Burke: It was to ostensibly help lower-income individuals climb the ladder of economic mobility. It failed in the K-12 realm, as we talked about. And in higher education, Richard Vedder in our book talks about a slightly lower proportion of low-income students today attend college than they did in 1965. So it’s failed on every measure to try to improve outcomes for low-income Americans.

Allen: So where would you begin to try to fix this? It’s such a massive issue, and maybe it’s two very separate answers [on] what would fix elementary and high school versus college. What would you say to that?

Burke: I think that overarching answer is the same, and we say this in our book. The first step is a bold one and it is to get the federal government out of these programs, from preschool through grad school.

That it is a sort of [a] technical fix in a way, because the federal government is intrinsically involved in all education policy today. That includes having programs over at the Department of Health and Human Services. This is where Head Start is located. Of course, the federal Department of Education. There are programs over at DOD [the Department of Defense].

Education programs are everywhere in the federal government, but what we should start thinking about is how we wind down the Department of Education as a Cabinet-level agency. And for those programs that are constitutional, are performing well, where do we house those programs?

Do we think about maybe Treasury can manage student loans, for instance? Do we think about putting some of these statistic reviews that the federal government currently does with the Department of Ed over at the Census Bureau? There are ways to think about how we technically wind down the department as a Cabinet-level agency.

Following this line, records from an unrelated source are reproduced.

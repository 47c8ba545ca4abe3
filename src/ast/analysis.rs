use std::collections::HashSet;

use crate::ast::{AstNode, AstVisitor, Binary, Block, Conditional, Literal, Program, Unary};
use crate::utils::config::naming::is_dot_identifier;
use crate::utils::errors::{AstError, AstResult};

#[derive(Debug, Clone, Copy, Default, PartialEq, Eq)]
pub struct NodeStats {
    pub nodes: usize,
    pub leaves: usize,
    pub edges: usize,
    pub depth: usize,
}

/// Counts nodes, leaves and parent-child edges, and records the tree depth.
#[derive(Debug, Default)]
pub struct NodeCounter {
    stats: NodeStats,
    level: usize,
}

impl NodeCounter {
    pub fn new() -> Self {
        Self::default()
    }

    pub fn stats(&self) -> NodeStats {
        self.stats
    }

    fn count(&mut self, node: &dyn AstNode) -> AstResult<()> {
        self.level += 1;
        self.stats.nodes += 1;
        self.stats.depth = self.stats.depth.max(self.level);
        let children = node.children();
        if children.is_empty() {
            self.stats.leaves += 1;
        }
        for child in children {
            self.stats.edges += 1;
            child.accept(self)?;
        }
        self.level -= 1;
        Ok(())
    }
}

impl AstVisitor for NodeCounter {
    fn visit_literal(&mut self, node: &Literal) -> AstResult<()> {
        self.count(node)
    }

    fn visit_unary(&mut self, node: &Unary) -> AstResult<()> {
        self.count(node)
    }

    fn visit_binary(&mut self, node: &Binary) -> AstResult<()> {
        self.count(node)
    }

    fn visit_block(&mut self, node: &Block) -> AstResult<()> {
        self.count(node)
    }

    fn visit_conditional(&mut self, node: &Conditional) -> AstResult<()> {
        self.count(node)
    }

    fn visit_program(&mut self, program: &Program) -> AstResult<()> {
        program.root()?.accept(self)
    }
}

/// Fails on the first repeated id or the first id that would need quoting
/// in DOT output.
#[derive(Debug, Default)]
pub struct IdentifierCheck {
    seen: HashSet<String>,
}

impl IdentifierCheck {
    pub fn new() -> Self {
        Self::default()
    }

    pub fn seen(&self) -> usize {
        self.seen.len()
    }

    fn check(&mut self, node: &dyn AstNode) -> AstResult<()> {
        let id = node.id();
        if !is_dot_identifier(id) {
            return Err(AstError::InvalidIdentifier { id: id.to_string() });
        }
        if !self.seen.insert(id.to_string()) {
            return Err(AstError::DuplicateIdentifier { id: id.to_string() });
        }
        for child in node.children() {
            child.accept(self)?;
        }
        Ok(())
    }
}

impl AstVisitor for IdentifierCheck {
    fn visit_literal(&mut self, node: &Literal) -> AstResult<()> {
        self.check(node)
    }

    fn visit_unary(&mut self, node: &Unary) -> AstResult<()> {
        self.check(node)
    }

    fn visit_binary(&mut self, node: &Binary) -> AstResult<()> {
        self.check(node)
    }

    fn visit_block(&mut self, node: &Block) -> AstResult<()> {
        self.check(node)
    }

    fn visit_conditional(&mut self, node: &Conditional) -> AstResult<()> {
        self.check(node)
    }

    fn visit_program(&mut self, program: &Program) -> AstResult<()> {
        program.root()?.accept(self)
    }
}
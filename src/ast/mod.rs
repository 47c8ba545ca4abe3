// Abstract Syntax Tree definitions for the toy imperative language.
// This module contains the node variants, the owning program container
// and the visitor trait used to walk them.

mod traits;
pub use traits::{AstNode, AstVisitor};

// AST node modules
mod node;
mod literals;
mod expressions;
mod block;
mod statements;
mod program;
mod analysis;
pub mod naming;

pub use node::{Node, NodeKind};
pub use literals::Literal;
pub use expressions::{Binary, Unary};
pub use block::Block;
pub use statements::Conditional;
pub use program::Program;
pub use analysis::{IdentifierCheck, NodeCounter, NodeStats};
use astdot::ast::{Binary, Block, Conditional, Literal, Unary};
use astdot::{dot, samples, AstError, AstNode, AstResult, Node, Program};

// Wraps body lines in the digraph preamble/postamble, one tab per line.
fn digraph(body: &[&str]) -> String {
    let mut expected = String::from("digraph G {\n");
    for line in body {
        expected.push('\t');
        expected.push_str(line);
        expected.push('\n');
    }
    expected.push_str("}\n");
    expected
}

fn edge_lines(dot: &str) -> Vec<&str> {
    dot.lines().filter(|line| line.contains(" -> ")).collect()
}

fn label_lines(dot: &str) -> Vec<&str> {
    dot.lines().filter(|line| line.contains("label=")).collect()
}

#[test]
fn test_empty_program() -> AstResult<()> {
    let program = Program::default();
    assert_eq!(program.serialize()?, digraph(&["root [label=\"Block\"]"]));
    Ok(())
}

#[test]
fn test_literal_rendering() -> AstResult<()> {
    let program = Program::from_root(Literal::new("root", "Identifier", "pi"));
    let dot = program.serialize()?;
    assert_eq!(dot, digraph(&["root [shape=box,label=\"Identifier: pi\"]"]));
    Ok(())
}

#[test]
fn test_assignment_end_to_end() -> AstResult<()> {
    let program = samples::assignment_program()?;
    let dot = program.serialize()?;

    let expected = digraph(&[
        "root [label=\"Block\"]",
        "root -> root_0;",
        "root_0 [label=\"Assignment\"]",
        "root_0 -> root_0_left;",
        "root_0_left [shape=box,label=\"Identifier: pi\"]",
        "root_0 -> root_0_right;",
        "root_0_right [label=\"TIMES\"]",
        "root_0_right -> root_0_right_left;",
        "root_0_right_left [shape=box,label=\"Identifier: a\"]",
        "root_0_right -> root_0_right_right;",
        "root_0_right_right [shape=box,label=\"Identifier: b\"]",
    ]);
    assert_eq!(dot, expected);
    assert_eq!(label_lines(&dot).len(), 6);
    assert_eq!(edge_lines(&dot).len(), 5);
    Ok(())
}

#[test]
fn test_nested_sample_skips_unset_optional_slots() -> AstResult<()> {
    let program = samples::nested_program()?;
    let dot = program.serialize()?;

    let expected = digraph(&[
        "root [label=\"Block\"]",
        "root -> root_0;",
        "root_0 [label=\"Assignment\"]",
        "root_0 -> root_0_left;",
        "root_0_left [shape=box,label=\"Identifier: pi\"]",
        "root_0 -> root_0_right;",
        "root_0_right [label=\"TIMES\"]",
        "root_0_right -> root_0_right_left;",
        "root_0_right_left [shape=box,label=\"Identifier: a\"]",
        "root_0_right -> root_0_right_right;",
        "root_0_right_right [shape=box,label=\"Identifier: b\"]",
        "root -> root_1;",
        "root_1 [label=\"If\"]",
        "root_1 -> root_1_cond;",
        "root_1_cond [label=\"GT\"]",
        "root_1_cond -> root_1_cond_left;",
        "root_1_cond_left [shape=box,label=\"Identifier: a\"]",
        "root_1_cond -> root_1_cond_right;",
        "root_1_cond_right [shape=box,label=\"Integer: 2\"]",
        "root_1 -> root_1_if;",
        "root_1_if [label=\"Block\"]",
        "root_1_if -> root_1_if_0;",
        "root_1_if_0 [label=\"Assignment\"]",
        "root_1_if -> root_1_if_1;",
        "root_1_if_1 [label=\"If\"]",
        "root_1_if_1 -> root_1_if_1_cond;",
        "root_1_if_1_cond [label=\"NOT\"]",
        "root_1_if_1 -> root_1_if_1_if;",
        "root_1_if_1_if [label=\"Block\"]",
    ]);
    assert_eq!(dot, expected);
    Ok(())
}

#[test]
fn test_serialize_is_idempotent() -> AstResult<()> {
    let program = samples::nested_program()?;
    let first = program.serialize()?;
    let second = program.serialize()?;
    assert_eq!(first, second);
    assert_eq!(dot::serialize(&program)?, first);
    Ok(())
}

#[test]
fn test_edge_count_matches_non_root_nodes() -> AstResult<()> {
    for program in [samples::assignment_program()?, samples::nested_program()?] {
        let dot = program.serialize()?;
        let stats = program.stats()?;
        assert_eq!(edge_lines(&dot).len(), stats.nodes - 1);
        assert_eq!(label_lines(&dot).len(), stats.nodes);
        assert_eq!(stats.edges, stats.nodes - 1);
    }
    Ok(())
}

#[test]
fn test_block_children_are_not_interleaved() -> AstResult<()> {
    let mut root = Block::new("root");
    for _ in 0..3 {
        let id = root.next_child_id();
        let child = root.push_child(Unary::new(id, "NEG")).as_unary_mut()?;
        let leaf = format!("{}_child", child.id());
        child.set_child(Literal::new(leaf, "Integer", "1"))?;
    }
    let dot = Program::from_root(root).serialize()?;

    let edges = edge_lines(&dot);
    assert_eq!(
        edges,
        vec![
            "\troot -> root_0;",
            "\troot_0 -> root_0_child;",
            "\troot -> root_1;",
            "\troot_1 -> root_1_child;",
            "\troot -> root_2;",
            "\troot_2 -> root_2_child;",
        ]
    );
    Ok(())
}

#[test]
fn test_conditional_without_alternatives_has_two_edges() -> AstResult<()> {
    let mut cond = Conditional::new("root");
    cond.set_condition(Literal::new("root_cond", "Identifier", "flag"))?;
    cond.set_then(Block::new("root_if"))?;
    let dot = Program::from_root(cond).serialize()?;

    assert_eq!(
        dot,
        digraph(&[
            "root [label=\"If\"]",
            "root -> root_cond;",
            "root_cond [shape=box,label=\"Identifier: flag\"]",
            "root -> root_if;",
            "root_if [label=\"Block\"]",
        ])
    );
    Ok(())
}

#[test]
fn test_conditional_alternatives_follow_declared_order() -> AstResult<()> {
    let mut cond = Conditional::new("root");
    // Filled in reverse to show that output order does not depend on it.
    cond.set_else(Block::new("root_else"))?;
    let elif = cond.set_elif(Binary::new("root_elif", "Elif"))?;
    elif.set_left(Literal::new("root_elif_left", "Identifier", "b"))?;
    elif.set_right(Block::new("root_elif_right"))?;
    cond.set_then(Block::new("root_if"))?;
    cond.set_condition(Literal::new("root_cond", "Identifier", "a"))?;

    let dot = Program::from_root(cond).serialize()?;
    let edges = edge_lines(&dot);
    assert_eq!(
        edges,
        vec![
            "\troot -> root_cond;",
            "\troot -> root_if;",
            "\troot -> root_elif;",
            "\troot_elif -> root_elif_left;",
            "\troot_elif -> root_elif_right;",
            "\troot -> root_else;",
        ]
    );
    Ok(())
}

#[test]
fn test_missing_condition_is_malformed() {
    let mut root = Block::new("root");
    let id = root.next_child_id();
    root.push_child(Conditional::new(id));
    let program = Program::from_root(root);

    match program.serialize() {
        Err(AstError::MalformedTree { node, slot }) => {
            assert_eq!(node, "root_0");
            assert_eq!(slot, "cond");
        }
        other => panic!("expected malformed tree, got {:?}", other),
    }
}

#[test]
fn test_missing_then_block_is_malformed() -> AstResult<()> {
    let mut cond = Conditional::new("root");
    cond.set_condition(Literal::new("root_cond", "Identifier", "a"))?;
    let program = Program::from_root(cond);
    assert!(matches!(
        program.serialize(),
        Err(AstError::MalformedTree { slot: "if", .. })
    ));
    Ok(())
}

#[test]
fn test_program_without_root_is_malformed() {
    let mut program = Program::default();
    program.take_root();
    assert!(matches!(
        program.serialize(),
        Err(AstError::MalformedTree { slot: "root", .. })
    ));
}

#[test]
fn test_write_dot_leaves_sink_empty_on_failure() -> AstResult<()> {
    let mut root = Block::new("root");
    root.push_child(Literal::new("root_0", "Identifier", "x"));
    root.push_child(Conditional::new("root_1"));
    let program = Program::from_root(root);

    let mut sink: Vec<u8> = Vec::new();
    assert!(program.write_dot(&mut sink).is_err());
    assert!(sink.is_empty());

    let program = samples::assignment_program()?;
    program.write_dot(&mut sink)?;
    assert_eq!(String::from_utf8_lossy(&sink), program.serialize()?);
    Ok(())
}

#[test]
fn test_quotes_in_labels_are_escaped() -> AstResult<()> {
    let program = Program::from_root(Literal::new("root", "String", "say \"hi\""));
    let dot = program.serialize()?;
    assert_eq!(dot, digraph(&["root [shape=box,label=\"String: say \\\"hi\\\"\"]"]));
    Ok(())
}

#[test]
fn test_backslashes_in_labels_are_escaped() -> AstResult<()> {
    let program = Program::from_root(Literal::new("root", "Path", "C:\\"));
    let dot = program.serialize()?;
    assert_eq!(dot, digraph(&["root [shape=box,label=\"Path: C:\\\\\"]"]));

    let program = Program::from_root(Literal::new("root", "String", "a\\\"b"));
    let dot = program.serialize()?;
    assert_eq!(dot, digraph(&["root [shape=box,label=\"String: a\\\\\\\"b\"]"]));
    Ok(())
}

#[test]
fn test_identifier_check() -> AstResult<()> {
    samples::nested_program()?.check_identifiers()?;

    let mut root = Block::new("root");
    root.push_child(Literal::new("root_0", "Identifier", "a"));
    root.push_child(Literal::new("root_0", "Identifier", "b"));
    let program = Program::from_root(root);
    match program.check_identifiers() {
        Err(AstError::DuplicateIdentifier { id }) => assert_eq!(id, "root_0"),
        other => panic!("expected duplicate identifier, got {:?}", other),
    }
    // Duplicates are the builder's problem; serialization still succeeds.
    assert_eq!(edge_lines(&program.serialize()?).len(), 2);

    let program = Program::from_root(Node::new_literal("root-0", "Identifier", "a"));
    assert!(matches!(
        program.check_identifiers(),
        Err(AstError::InvalidIdentifier { .. })
    ));

    // Keywords would be read as graph statements instead of nodes.
    let mut root = Block::new("graph");
    root.push_child(Literal::new("node", "Identifier", "a"));
    match Program::from_root(root).check_identifiers() {
        Err(AstError::InvalidIdentifier { id }) => assert_eq!(id, "graph"),
        other => panic!("expected invalid identifier, got {:?}", other),
    }
    for keyword in ["Node", "EDGE", "subgraph", "Digraph", "strict"] {
        let program = Program::from_root(Block::new(keyword));
        assert!(program.check_identifiers().is_err(), "{} accepted", keyword);
    }
    Program::from_root(Block::new("nodes")).check_identifiers()?;
    Ok(())
}

#[test]
fn test_stats_for_nested_sample() -> AstResult<()> {
    let stats = samples::nested_program()?.stats()?;
    assert_eq!(stats.nodes, 15);
    assert_eq!(stats.edges, 14);
    assert_eq!(stats.leaves, 8);
    assert_eq!(stats.depth, 5);
    let root = samples::nested_program()?;
    assert_eq!(root.root()?.children().len(), 2);
    Ok(())
}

Remember the Department of Education has only been around since 1980, right? It hasn’t been around forever. What that does is you sort of rebalance power over education and you start to pull that power back down to the state and local level and ultimately family level, where it belongs. Because at the end of the day, the heart of the problem with the Great Society is that it created this fundamental misalignment of power and incentives.

It really shifted the locus of power of control to the federal government and out of the hands of localities and states and ultimately families. And so winding down federal intervention means putting it back in the hands of state [and] local leaders and ultimately parents.

Evans: I’m glad you said that, Lindsey, because that gets into my next question. With that vacuum, as government takes up more space and leaves less space for parents to be involved …

Burke:
 That’s right.

Evans: How does that actually affect an individual student?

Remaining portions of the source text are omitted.